ほのかに光るオレンジ色の幻想的な輝きをなす街

そこには想い人がいた


 

 冷たく澄んだ空気に、


かまくらから放つ淡いオレンジ色の光が薄暗くなった空と、



その白き雪のコントラストから幻想的に輝くように人の心に温かさをもたらす。




 横手のかまくらが繋ぐ想いは、



 いつまでも解けることがない想いになった






 毎年二月の十五日と十六日に行われる、秋田県横手市の小正月行事



 それが……「横手のかまくら」




 「はいってたんせ」


 「おがんでたんせ」




 二月の真冬の夜、


ピンと張りつめた様に冷たい空気が夜の横手市を覆うこの季節。


 子供たちが「かまくら」の中でかまくらの前を通る人達に呼びかける。



 そして来てくれた人にお餅や甘酒をふるまう。



 古くからある横手市の水神様を祭る小正月行事。



 厳かに冷たく澄んだ空気に、



かまくらから放つ淡いオレンジ色の光が薄暗くなった空と、その白き雪のコントラストをより一層幻想的に輝かせる。



 まるで、人の心に温かさをもたらすかの様に……。


 かまくらの主役は、大人ではない。



 あくまでも子供たちだ。




 水神様を祭ったかまくらの中でゆっくりと時を刻み、



一緒に今年の無病息災と豊作を願う。



 このかまくらにはいくつかの語源といういわれがあるようだ。



 だが、正直その意味にはあまり興味はない。



 でも僕には、このかまくらには強い想い入れがある。



  僕はまた久ぶりに、この横手のかまくらを目にしている。




 小学生のころ、父親の転勤でこの横手市に三年間ほど暮らしたことがある。



 その時初めて体験したこの「横手のかまくら」


 初めは寒くて寒くてたまらなかったけど、


ある一つのかまくらから訊いた事のある声で


「はいってたんせ」と僕ら親子を呼ぶ声が聞こえてきた。



 その声のするかまくらに目を向けると、


そこには朱色のどんぶくを着た同じクラスの女の子が僕を見つけて呼んでいた。



 彼女の名は「佐々木 奈々枝(ささき ななえ)」



長い髪にスッとした目鼻のそのころから美人と感じるような顔だちの子だった。



 しかも性格も明るくて、


誰とでも仲へだてなく仲良くしてくれた女の子。



 転校したての僕にとって、唯一気軽に話せる女の子だった。



 「眞壁 友弥(まかべ ともや)君でしょ。
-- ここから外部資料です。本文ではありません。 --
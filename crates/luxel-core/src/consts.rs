//! Constants shared across the workspace

/// DCT block size in pixels
pub const BLOCK_SIZE: usize = 8;

/// Number of coefficients in one block
pub const BLOCK_COEFFS: usize = BLOCK_SIZE * BLOCK_SIZE;

/// Maximum image dimension representable by the size header
pub const MAX_IMAGE_DIMENSION: u32 = 1 << 24;

/// Maximum number of color channels (RGBA)
pub const MAX_CHANNELS: usize = 4;

/// Default quality for lossy encoding (0-100)
pub const DEFAULT_QUALITY: f32 = 90.0;

/// Default encoding effort (1-9)
pub const DEFAULT_EFFORT: u8 = 7;

/// Minimum and maximum quality values
pub const MIN_QUALITY: f32 = 0.0;
pub const MAX_QUALITY: f32 = 100.0;

/// Minimum and maximum effort values
pub const MIN_EFFORT: u8 = 1;
pub const MAX_EFFORT: u8 = 9;

/// Responsive layer count bounds
pub const MIN_RESPONSIVE_LAYERS: u8 = 2;
pub const MAX_RESPONSIVE_LAYERS: u8 = 8;

/// Maximum number of reference frame slots
pub const MAX_REFERENCE_SLOTS: u8 = 8;

/// Maximum ROI quality boost in quality points
pub const MAX_ROI_BOOST: f32 = 50.0;

/// Spline limits
pub const MIN_SPLINE_POINTS: usize = 2;
pub const MAX_SPLINE_POINTS: usize = 1 << 20;
pub const MAX_SPLINE_COORD: i64 = 1 << 23;
pub const SPLINE_DCT_LEN: usize = 32;

/// End-of-block sentinel emitted by the fast entropy path
pub const END_OF_BLOCK: u64 = 0xFFFF;

/// End-of-channel token following the last block of a channel
pub const END_OF_CHANNEL: u64 = 0xFFFE;

/// Ticks per second numerator used for animation durations
pub const TICKS_PER_SECOND: u32 = 1000;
さぁ入って入って」



 彼女は僕をみつけて自分がいるかまくらの中に誘ったのだ。



 「う、うん」



 ちょっと恥ずかしながらも僕は佐々木奈々枝のかまくらに入った。



 「わぁ、この中とても暖かい」



 淡いオレンジ色のローソクの火の光に七輪から放たれる暖かさ。



そしてその上で焼かれているお餅の香ばしい匂いがとても印象的だった。



 「どうすればいいの?」



 僕は初めてのかまくらの中で奈々枝にどうすればいいかを訊いた。



 「まずは、水神の神様に御祈りをして御賽銭をおいて」



 言われるままにかまくらの中に祭られている水神様に手を併せて、



ポケットから十円を取り出しその前に置いた。



 「ありがとう」



 彼女は優しく微笑み、


僕に一杯の甘酒を振舞ってくれた。




 その一杯の甘酒が僕の心を満たしてくれた。




 僕の住む家からの近いこともあって、


佐々木奈々枝とは特に親しくなっていった。



 時にはクラスの奴らから、


からかわれることもあったけど……


奈々枝はそんな事まるで気にしない。


だから僕もそれにしたがって気にしなかった。



 だが僕は小学校の卒業式の少し前、また東京へ引っ越すことになった。